[Data entries]
□ □ □ □ □ □ □

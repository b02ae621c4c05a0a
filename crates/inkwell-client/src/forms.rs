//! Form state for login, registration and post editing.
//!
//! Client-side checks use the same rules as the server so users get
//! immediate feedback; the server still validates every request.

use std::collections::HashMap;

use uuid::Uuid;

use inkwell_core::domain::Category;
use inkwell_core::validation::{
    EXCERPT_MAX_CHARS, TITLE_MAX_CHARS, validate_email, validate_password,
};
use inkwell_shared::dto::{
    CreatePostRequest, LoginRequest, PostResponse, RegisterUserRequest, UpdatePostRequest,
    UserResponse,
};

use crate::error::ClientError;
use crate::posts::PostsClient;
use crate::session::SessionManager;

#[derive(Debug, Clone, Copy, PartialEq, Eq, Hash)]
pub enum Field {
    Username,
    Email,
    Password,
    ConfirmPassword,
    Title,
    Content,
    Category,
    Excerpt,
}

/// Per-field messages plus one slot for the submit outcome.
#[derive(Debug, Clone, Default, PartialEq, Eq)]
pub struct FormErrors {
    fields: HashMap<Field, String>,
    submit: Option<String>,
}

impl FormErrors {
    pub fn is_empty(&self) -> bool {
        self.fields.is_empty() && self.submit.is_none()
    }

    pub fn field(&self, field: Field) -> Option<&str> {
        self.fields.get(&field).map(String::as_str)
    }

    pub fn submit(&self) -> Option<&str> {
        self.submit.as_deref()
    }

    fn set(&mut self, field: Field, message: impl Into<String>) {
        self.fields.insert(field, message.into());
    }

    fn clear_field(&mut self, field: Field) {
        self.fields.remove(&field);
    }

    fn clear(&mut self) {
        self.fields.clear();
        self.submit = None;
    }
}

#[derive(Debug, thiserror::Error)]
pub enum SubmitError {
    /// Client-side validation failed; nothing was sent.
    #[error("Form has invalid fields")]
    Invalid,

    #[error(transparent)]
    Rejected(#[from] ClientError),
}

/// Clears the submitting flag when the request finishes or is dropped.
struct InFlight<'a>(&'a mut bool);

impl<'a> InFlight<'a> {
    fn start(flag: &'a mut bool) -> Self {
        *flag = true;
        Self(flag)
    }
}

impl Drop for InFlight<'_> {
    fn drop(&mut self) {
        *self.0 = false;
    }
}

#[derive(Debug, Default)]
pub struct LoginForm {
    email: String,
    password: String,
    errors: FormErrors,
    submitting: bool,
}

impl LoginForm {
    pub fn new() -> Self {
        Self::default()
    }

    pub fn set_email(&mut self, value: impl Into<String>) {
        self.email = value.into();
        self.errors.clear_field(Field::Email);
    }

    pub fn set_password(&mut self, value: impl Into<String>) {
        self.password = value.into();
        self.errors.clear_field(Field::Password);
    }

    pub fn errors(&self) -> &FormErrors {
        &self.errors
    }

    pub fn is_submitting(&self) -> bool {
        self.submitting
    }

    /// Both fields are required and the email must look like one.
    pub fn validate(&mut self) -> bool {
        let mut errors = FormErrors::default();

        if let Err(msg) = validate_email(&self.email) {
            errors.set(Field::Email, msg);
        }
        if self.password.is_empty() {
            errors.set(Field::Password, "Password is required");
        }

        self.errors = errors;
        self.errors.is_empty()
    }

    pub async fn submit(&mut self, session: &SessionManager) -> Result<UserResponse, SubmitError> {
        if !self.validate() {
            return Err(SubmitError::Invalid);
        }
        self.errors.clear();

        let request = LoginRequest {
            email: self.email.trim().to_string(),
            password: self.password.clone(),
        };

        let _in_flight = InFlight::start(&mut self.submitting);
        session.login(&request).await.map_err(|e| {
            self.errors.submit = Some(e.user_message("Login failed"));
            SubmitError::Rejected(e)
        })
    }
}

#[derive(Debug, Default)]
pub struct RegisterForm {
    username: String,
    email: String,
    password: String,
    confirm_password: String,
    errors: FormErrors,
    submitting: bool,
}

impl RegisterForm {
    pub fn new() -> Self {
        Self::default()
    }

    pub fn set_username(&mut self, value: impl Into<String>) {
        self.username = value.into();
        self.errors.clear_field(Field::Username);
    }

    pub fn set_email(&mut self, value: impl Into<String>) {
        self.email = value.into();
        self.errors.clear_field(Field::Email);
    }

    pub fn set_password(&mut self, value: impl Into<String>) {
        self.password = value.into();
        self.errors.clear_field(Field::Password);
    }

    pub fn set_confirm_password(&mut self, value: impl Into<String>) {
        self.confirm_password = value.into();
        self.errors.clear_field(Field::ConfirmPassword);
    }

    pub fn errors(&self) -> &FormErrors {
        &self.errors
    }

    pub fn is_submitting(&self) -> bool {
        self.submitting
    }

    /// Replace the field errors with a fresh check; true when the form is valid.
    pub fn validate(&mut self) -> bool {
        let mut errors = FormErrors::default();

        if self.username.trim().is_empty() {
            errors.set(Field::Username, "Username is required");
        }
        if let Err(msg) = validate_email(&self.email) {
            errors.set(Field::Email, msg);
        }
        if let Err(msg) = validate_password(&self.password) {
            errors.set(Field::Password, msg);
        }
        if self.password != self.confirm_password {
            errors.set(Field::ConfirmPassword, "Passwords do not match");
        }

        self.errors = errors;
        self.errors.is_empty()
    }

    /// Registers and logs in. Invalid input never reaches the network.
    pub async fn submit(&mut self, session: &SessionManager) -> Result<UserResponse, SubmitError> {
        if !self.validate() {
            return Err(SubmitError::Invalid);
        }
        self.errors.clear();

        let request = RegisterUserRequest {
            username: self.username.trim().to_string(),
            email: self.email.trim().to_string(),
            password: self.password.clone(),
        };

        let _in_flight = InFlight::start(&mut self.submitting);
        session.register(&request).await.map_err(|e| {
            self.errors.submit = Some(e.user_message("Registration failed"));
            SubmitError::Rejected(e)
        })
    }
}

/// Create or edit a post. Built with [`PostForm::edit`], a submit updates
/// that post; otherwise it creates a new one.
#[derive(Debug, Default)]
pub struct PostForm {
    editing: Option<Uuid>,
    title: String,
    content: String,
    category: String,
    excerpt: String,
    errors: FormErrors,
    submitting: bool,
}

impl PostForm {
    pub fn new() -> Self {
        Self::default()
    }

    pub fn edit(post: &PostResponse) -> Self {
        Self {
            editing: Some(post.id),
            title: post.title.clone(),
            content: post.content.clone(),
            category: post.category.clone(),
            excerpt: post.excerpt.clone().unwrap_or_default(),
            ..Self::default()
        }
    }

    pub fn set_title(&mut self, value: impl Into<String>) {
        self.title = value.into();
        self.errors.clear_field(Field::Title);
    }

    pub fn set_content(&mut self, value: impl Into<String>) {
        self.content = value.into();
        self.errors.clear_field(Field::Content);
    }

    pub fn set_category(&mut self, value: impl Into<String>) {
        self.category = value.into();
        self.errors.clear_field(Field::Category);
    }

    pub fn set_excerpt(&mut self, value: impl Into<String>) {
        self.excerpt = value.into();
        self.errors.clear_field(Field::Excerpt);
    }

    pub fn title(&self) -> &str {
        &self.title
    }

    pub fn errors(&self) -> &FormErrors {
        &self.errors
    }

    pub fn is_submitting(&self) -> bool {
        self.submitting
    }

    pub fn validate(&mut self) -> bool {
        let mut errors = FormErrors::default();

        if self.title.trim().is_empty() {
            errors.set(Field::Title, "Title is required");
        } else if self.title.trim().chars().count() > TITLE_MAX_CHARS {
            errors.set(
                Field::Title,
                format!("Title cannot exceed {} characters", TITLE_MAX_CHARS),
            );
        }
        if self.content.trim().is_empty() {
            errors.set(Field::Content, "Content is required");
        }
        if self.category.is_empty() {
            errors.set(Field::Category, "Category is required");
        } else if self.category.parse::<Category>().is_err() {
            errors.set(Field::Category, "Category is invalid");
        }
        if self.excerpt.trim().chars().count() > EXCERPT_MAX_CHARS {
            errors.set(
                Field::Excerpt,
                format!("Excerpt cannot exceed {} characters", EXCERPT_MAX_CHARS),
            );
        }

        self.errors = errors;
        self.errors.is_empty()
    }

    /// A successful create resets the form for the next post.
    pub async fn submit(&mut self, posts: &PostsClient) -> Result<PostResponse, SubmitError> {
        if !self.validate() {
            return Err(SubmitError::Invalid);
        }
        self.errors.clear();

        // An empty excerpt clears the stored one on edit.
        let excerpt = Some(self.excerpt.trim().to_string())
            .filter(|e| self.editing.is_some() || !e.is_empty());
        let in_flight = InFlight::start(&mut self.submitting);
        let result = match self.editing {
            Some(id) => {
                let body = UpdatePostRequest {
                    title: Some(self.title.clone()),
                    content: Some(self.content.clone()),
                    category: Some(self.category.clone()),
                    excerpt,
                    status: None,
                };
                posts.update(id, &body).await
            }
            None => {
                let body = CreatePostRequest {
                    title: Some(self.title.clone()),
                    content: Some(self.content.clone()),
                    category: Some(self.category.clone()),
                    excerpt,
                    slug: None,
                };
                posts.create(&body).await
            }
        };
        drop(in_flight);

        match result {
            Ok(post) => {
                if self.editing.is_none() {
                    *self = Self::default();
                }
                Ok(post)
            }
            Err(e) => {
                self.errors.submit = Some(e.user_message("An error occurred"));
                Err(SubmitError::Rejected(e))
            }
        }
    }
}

□ □ □ □ □ □ □

Work task ▸
Emit an exact copy of the lines spanning the start of the records to the line containing "#[error(transparent)]", inclusive, and no other output.

Result for this task ▸
repository b02ae621c4c05a0a
filename crates/inkwell-client/src/forms.rs
//! Form state for login, registration and post editing.
//!
//! Client-side checks use the same rules as the server so users get
//! immediate feedback; the server still validates every request.

use std::collections::HashMap;

use uuid::Uuid;

use inkwell_core::domain::Category;
use inkwell_core::validation::{
    EXCERPT_MAX_CHARS, TITLE_MAX_CHARS, validate_email, validate_password,
};
use inkwell_shared::dto::{
    CreatePostRequest, LoginRequest, PostResponse, RegisterUserRequest, UpdatePostRequest,
    UserResponse,
};

use crate::error::ClientError;
use crate::posts::PostsClient;
use crate::session::SessionManager;

#[derive(Debug, Clone, Copy, PartialEq, Eq, Hash)]
pub enum Field {
    Username,
    Email,
    Password,
    ConfirmPassword,
    Title,
    Content,
    Category,
    Excerpt,
}

/// Per-field messages plus one slot for the submit outcome.
#[derive(Debug, Clone, Default, PartialEq, Eq)]
pub struct FormErrors {
    fields: HashMap<Field, String>,
    submit: Option<String>,
}

impl FormErrors {
    pub fn is_empty(&self) -> bool {
        self.fields.is_empty() && self.submit.is_none()
    }

    pub fn field(&self, field: Field) -> Option<&str> {
        self.fields.get(&field).map(String::as_str)
    }

    pub fn submit(&self) -> Option<&str> {
        self.submit.as_deref()
    }

    fn set(&mut self, field: Field, message: impl Into<String>) {
        self.fields.insert(field, message.into());
    }

    fn clear_field(&mut self, field: Field) {
        self.fields.remove(&field);
    }

    fn clear(&mut self) {
        self.fields.clear();
        self.submit = None;
    }
}

#[derive(Debug, thiserror::Error)]
pub enum SubmitError {
    /// Client-side validation failed; nothing was sent.
    #[error("Form has invalid fields")]
    Invalid,

    #[error(transparent)]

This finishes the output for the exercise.